> [Your instructions]: Work out how many lines below contain the word "this", then give that number alone.

[Stored data]
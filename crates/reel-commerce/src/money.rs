//! Money type for representing monetary values.
//!
//! Uses cents-based integer representation to avoid floating-point
//! precision issues when summing cart totals.

use serde::{Deserialize, Serialize};
use std::fmt;

/// Supported currencies.
#[derive(Debug, Clone, Copy, PartialEq, Eq, Hash, Serialize, Deserialize, Default)]
pub enum Currency {
    #[default]
    USD,
    EUR,
    GBP,
    MXN,
}

impl Currency {
    /// Get the currency code (e.g., "USD").
    pub fn code(&self) -> &'static str {
        match self {
            Currency::USD => "USD",
            Currency::EUR => "EUR",
            Currency::GBP => "GBP",
            Currency::MXN => "MXN",
        }
    }

    /// Get the currency symbol (e.g., "$").
    pub fn symbol(&self) -> &'static str {
        match self {
            Currency::USD => "$",
            Currency::EUR => "\u{20ac}",
            Currency::GBP => "\u{00a3}",
            Currency::MXN => "MX$",
        }
    }

    /// Get the number of decimal places for this currency.
    pub fn decimal_places(&self) -> u32 {
        2
    }

    /// Parse a currency code string.
    pub fn from_code(code: &str) -> Option<Self> {
        match code.to_uppercase().as_str() {
            "USD" => Some(Currency::USD),
            "EUR" => Some(Currency::EUR),
            "GBP" => Some(Currency::GBP),
            "MXN" => Some(Currency::MXN),
            _ => None,
        }
    }
}

impl fmt::Display for Currency {
    fn fmt(&self, f: &mut fmt::Formatter<'_>) -> fmt::Result {
        write!(f, "{}", self.code())
    }
}

/// A monetary value with currency.
///
/// Amounts are stored in the smallest unit of the currency (cents).
#[derive(Debug, Clone, Copy, PartialEq, Eq, Hash, Serialize, Deserialize, Default)]
pub struct Money {
    /// Amount in smallest currency unit (e.g., cents).
    pub amount_cents: i64,
    /// The currency.
    pub currency: Currency,
}

impl Money {
    /// Create a new Money value from cents.
    pub fn new(amount_cents: i64, currency: Currency) -> Self {
        Self {
            amount_cents,
            currency,
        }
    }

    /// Create a Money value from a decimal amount.
    ///
    /// ```
    /// use reel_commerce::money::{Currency, Money};
    /// let price = Money::from_decimal(3.99, Currency::USD);
    /// assert_eq!(price.amount_cents, 399);
    /// ```
    pub fn from_decimal(amount: f64, currency: Currency) -> Self {
        let multiplier = 10_i64.pow(currency.decimal_places());
        let amount_cents = (amount * multiplier as f64).round() as i64;
        Self::new(amount_cents, currency)
    }

    /// Create a zero amount in the given currency.
    pub fn zero(currency: Currency) -> Self {
        Self::new(0, currency)
    }

    /// Check if this is zero.
    pub fn is_zero(&self) -> bool {
        self.amount_cents == 0
    }

    /// Convert to a decimal value.
    pub fn to_decimal(&self) -> f64 {
        let divisor = 10_i64.pow(self.currency.decimal_places());
        self.amount_cents as f64 / divisor as f64
    }

    /// Format as a display string (e.g., "$3.99").
    pub fn display(&self) -> String {
        let decimal = self.to_decimal();
        let places = self.currency.decimal_places() as usize;
        format!("{}{:.places$}", self.currency.symbol(), decimal)
    }

    /// Format as a display string without symbol (e.g., "3.99").
    pub fn display_amount(&self) -> String {
        let decimal = self.to_decimal();
        let places = self.currency.decimal_places() as usize;
        format!("{:.places$}", decimal)
    }

    /// Add another value, saturating on overflow.
    ///
    /// Cart totals are never allowed to fail, so saturation replaces the
    /// usual checked arithmetic. Both operands must share a currency.
    pub fn saturating_add(&self, other: &Money) -> Money {
        debug_assert_eq!(self.currency, other.currency);
        Money::new(
            self.amount_cents.saturating_add(other.amount_cents),
            self.currency,
        )
    }

    /// Multiply by a scalar, saturating on overflow.
    pub fn saturating_mul(&self, factor: i64) -> Money {
        Money::new(self.amount_cents.saturating_mul(factor), self.currency)
    }
}

impl fmt::Display for Money {
    fn fmt(&self, f: &mut fmt::Formatter<'_>) -> fmt::Result {
        write!(f, "{}", self.display())
    }
}

#[cfg(test)]
mod tests {
    use super::*;

    #[test]
    fn test_money_from_cents() {
        let m = Money::new(399, Currency::USD);
        assert_eq!(m.amount_cents, 399);
        assert_eq!(m.currency, Currency::USD);
    }

    #[test]
    fn test_money_from_decimal() {
        let m = Money::from_decimal(3.99, Currency::USD);
        assert_eq!(m.amount_cents, 399);

        let m = Money::from_decimal(15.0, Currency::USD);
        assert_eq!(m.amount_cents, 1500);
    }

    #[test]
    fn test_money_to_decimal() {
        let m = Money::new(399, Currency::USD);
        assert!((m.to_decimal() - 3.99).abs() < 0.001);
    }

    #[test]
    fn test_money_display() {
        let m = Money::new(399, Currency::USD);
        assert_eq!(m.display(), "$3.99");
        assert_eq!(m.display_amount(), "3.99");

        let m = Money::new(1500, Currency::EUR);
        assert_eq!(m.display(), "\u{20ac}15.00");
    }

    #[test]
    fn test_saturating_add() {
        let a = Money::new(1000, Currency::USD);
        let b = Money::new(500, Currency::USD);
        assert_eq!(a.saturating_add(&b).amount_cents, 1500);

        let max = Money::new(i64::MAX, Currency::USD);
        assert_eq!(max.saturating_add(&b).amount_cents, i64::MAX);
    }

    #[test]
    fn test_saturating_mul() {
        let m = Money::new(399, Currency::USD);
        assert_eq!(m.saturating_mul(2).amount_cents, 798);

        let max = Money::new(i64::MAX, Currency::USD);
        assert_eq!(max.saturating_mul(2).amount_cents, i64::MAX);
    }

    #[test]
    fn test_currency_from_code() {
        assert_eq!(Currency::from_code("USD"), Some(Currency::USD));
        assert_eq!(Currency::from_code("eur"), Some(Currency::EUR));
        assert_eq!(Currency::from_code("INVALID"), None);
    }
}
//! Catalog query state.

use crate::catalog::Movie;
use crate::search::filter_movies;
use serde::{Deserialize, Serialize};

/// Category (genre) filter selection.
#[derive(Debug, Clone, PartialEq, Eq, Serialize, Deserialize, Default)]
pub enum CategoryFilter {
    /// No category restriction.
    #[default]
    All,
    /// Restrict to movies carrying this genre (case-insensitive match).
    Genre(String),
}

impl CategoryFilter {
    /// Parse a filter-control label. The "all" control (any case) clears
    /// the restriction; anything else selects a genre.
    pub fn parse(label: &str) -> Self {
        let label = label.trim();
        if label.eq_ignore_ascii_case("all") {
            CategoryFilter::All
        } else {
            CategoryFilter::Genre(label.to_string())
        }
    }
}

/// The current search/filter state of the catalog view.
///
/// A non-empty search term takes precedence over the category selection.
#[derive(Debug, Clone, PartialEq, Serialize, Deserialize, Default)]
pub struct CatalogQuery {
    /// Free-text search term, raw from the input field.
    pub term: String,
    /// Active category selection.
    pub category: CategoryFilter,
}

impl CatalogQuery {
    /// Query matching the whole catalog.
    pub fn new() -> Self {
        Self::default()
    }

    /// Apply the query, preserving catalog order.
    pub fn apply<'a>(&self, movies: &'a [Movie]) -> Vec<&'a Movie> {
        filter_movies(movies, &self.term, &self.category)
    }
}

#[cfg(test)]
mod tests {
    use super::*;

    #[test]
    fn test_category_parse() {
        assert_eq!(CategoryFilter::parse("all"), CategoryFilter::All);
        assert_eq!(CategoryFilter::parse(" ALL "), CategoryFilter::All);
        assert_eq!(
            CategoryFilter::parse("Sci-Fi"),
            CategoryFilter::Genre("Sci-Fi".to_string())
        );
    }

    #[test]
    fn test_default_query_is_unfiltered() {
        let query = CatalogQuery::new();
        assert_eq!(query.term, "");
        assert_eq!(query.category, CategoryFilter::All);
    }
}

> [Written answer]: 3